Your objective:
From the first line to the last, reproduce the data exactly.

Records to use:
==*==

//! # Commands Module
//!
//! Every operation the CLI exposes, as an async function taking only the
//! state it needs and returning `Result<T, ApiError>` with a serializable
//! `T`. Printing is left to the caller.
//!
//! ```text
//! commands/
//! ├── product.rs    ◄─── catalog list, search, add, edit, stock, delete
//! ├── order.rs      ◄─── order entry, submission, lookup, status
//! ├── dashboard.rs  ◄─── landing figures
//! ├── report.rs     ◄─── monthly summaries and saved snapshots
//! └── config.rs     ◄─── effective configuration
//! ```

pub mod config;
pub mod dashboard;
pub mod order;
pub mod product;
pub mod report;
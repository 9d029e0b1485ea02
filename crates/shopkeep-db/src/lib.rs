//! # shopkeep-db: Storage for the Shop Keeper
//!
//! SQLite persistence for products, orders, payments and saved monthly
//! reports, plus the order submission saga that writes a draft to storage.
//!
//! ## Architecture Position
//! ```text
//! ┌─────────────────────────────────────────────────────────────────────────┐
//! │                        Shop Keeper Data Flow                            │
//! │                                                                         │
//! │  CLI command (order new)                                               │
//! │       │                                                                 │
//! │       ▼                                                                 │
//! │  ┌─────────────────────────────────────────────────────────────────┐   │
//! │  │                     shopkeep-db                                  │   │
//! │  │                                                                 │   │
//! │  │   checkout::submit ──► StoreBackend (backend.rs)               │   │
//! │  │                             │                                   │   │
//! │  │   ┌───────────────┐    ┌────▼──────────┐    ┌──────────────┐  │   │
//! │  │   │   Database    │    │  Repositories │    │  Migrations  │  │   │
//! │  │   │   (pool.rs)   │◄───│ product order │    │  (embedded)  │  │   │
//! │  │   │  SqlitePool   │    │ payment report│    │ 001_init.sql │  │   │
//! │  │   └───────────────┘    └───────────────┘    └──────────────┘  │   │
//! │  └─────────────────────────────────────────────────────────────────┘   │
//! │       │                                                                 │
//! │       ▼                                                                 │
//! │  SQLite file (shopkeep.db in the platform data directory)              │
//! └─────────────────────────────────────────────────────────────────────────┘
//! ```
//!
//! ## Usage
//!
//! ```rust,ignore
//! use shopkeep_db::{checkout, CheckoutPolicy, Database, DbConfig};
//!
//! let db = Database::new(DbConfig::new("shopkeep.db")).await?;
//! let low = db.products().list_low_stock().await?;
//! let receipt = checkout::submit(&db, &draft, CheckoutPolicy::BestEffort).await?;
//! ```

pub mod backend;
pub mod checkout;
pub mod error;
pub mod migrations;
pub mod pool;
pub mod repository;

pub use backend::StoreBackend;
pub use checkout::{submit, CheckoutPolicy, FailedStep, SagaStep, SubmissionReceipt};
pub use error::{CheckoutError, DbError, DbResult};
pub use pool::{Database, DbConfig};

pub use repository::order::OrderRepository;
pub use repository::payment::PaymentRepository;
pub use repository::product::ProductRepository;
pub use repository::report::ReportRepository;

==*==

Response below:
//! # Commands Module
//!
//! Every operation the CLI exposes, as an async function taking only the
//! state it needs and returning `Result<T, ApiError>` with a serializable
//! `T`. Printing is left to the caller.
//!
//! ```text
//! commands/
//! ├── product.rs    ◄─── catalog list, search, add, edit, stock, delete
//! ├── order.rs      ◄─── order entry, submission, lookup, status
//! ├── dashboard.rs  ◄─── landing figures
//! ├── report.rs     ◄─── monthly summaries and saved snapshots
//! └── config.rs     ◄─── effective configuration
//! ```

pub mod config;
pub mod dashboard;
pub mod order;
pub mod product;
pub mod report;
repository 9d029e0b1485ea02
filename crates/shopkeep-db/src/lib.rs
//! # shopkeep-db: Storage for the Shop Keeper
//!
//! SQLite persistence for products, orders, payments and saved monthly
//! reports, plus the order submission saga that writes a draft to storage.
//!
//! ## Architecture Position
//! ```text
//! ┌─────────────────────────────────────────────────────────────────────────┐
//! │                        Shop Keeper Data Flow                            │
//! │                                                                         │
//! │  CLI command (order new)                                               │
//! │       │                                                                 │
//! │       ▼                                                                 │
//! │  ┌─────────────────────────────────────────────────────────────────┐   │
//! │  │                     shopkeep-db                                  │   │
//! │  │                                                                 │   │
//! │  │   checkout::submit ──► StoreBackend (backend.rs)               │   │
//! │  │                             │                                   │   │
//! │  │   ┌───────────────┐    ┌────▼──────────┐    ┌──────────────┐  │   │
//! │  │   │   Database    │    │  Repositories │    │  Migrations  │  │   │
//! │  │   │   (pool.rs)   │◄───│ product order │    │  (embedded)  │  │   │
//! │  │   │  SqlitePool   │    │ payment report│    │ 001_init.sql │  │   │
//! │  │   └───────────────┘    └───────────────┘    └──────────────┘  │   │
//! │  └─────────────────────────────────────────────────────────────────┘   │
//! │       │                                                                 │
//! │       ▼                                                                 │
//! │  SQLite file (shopkeep.db in the platform data directory)              │
//! └─────────────────────────────────────────────────────────────────────────┘
//! ```
//!
//! ## Usage
//!
//! ```rust,ignore
//! use shopkeep_db::{checkout, CheckoutPolicy, Database, DbConfig};
//!
//! let db = Database::new(DbConfig::new("shopkeep.db")).await?;
//! let low = db.products().list_low_stock().await?;
//! let receipt = checkout::submit(&db, &draft, CheckoutPolicy::BestEffort).await?;
//! ```

pub mod backend;
pub mod checkout;
pub mod error;
pub mod migrations;
pub mod pool;
pub mod repository;

pub use backend::StoreBackend;
pub use checkout::{submit, CheckoutPolicy, FailedStep, SagaStep, SubmissionReceipt};
pub use error::{CheckoutError, DbError, DbResult};
pub use pool::{Database, DbConfig};

pub use repository::order::OrderRepository;
pub use repository::payment::PaymentRepository;
pub use repository::product::ProductRepository;
pub use repository::report::ReportRepository;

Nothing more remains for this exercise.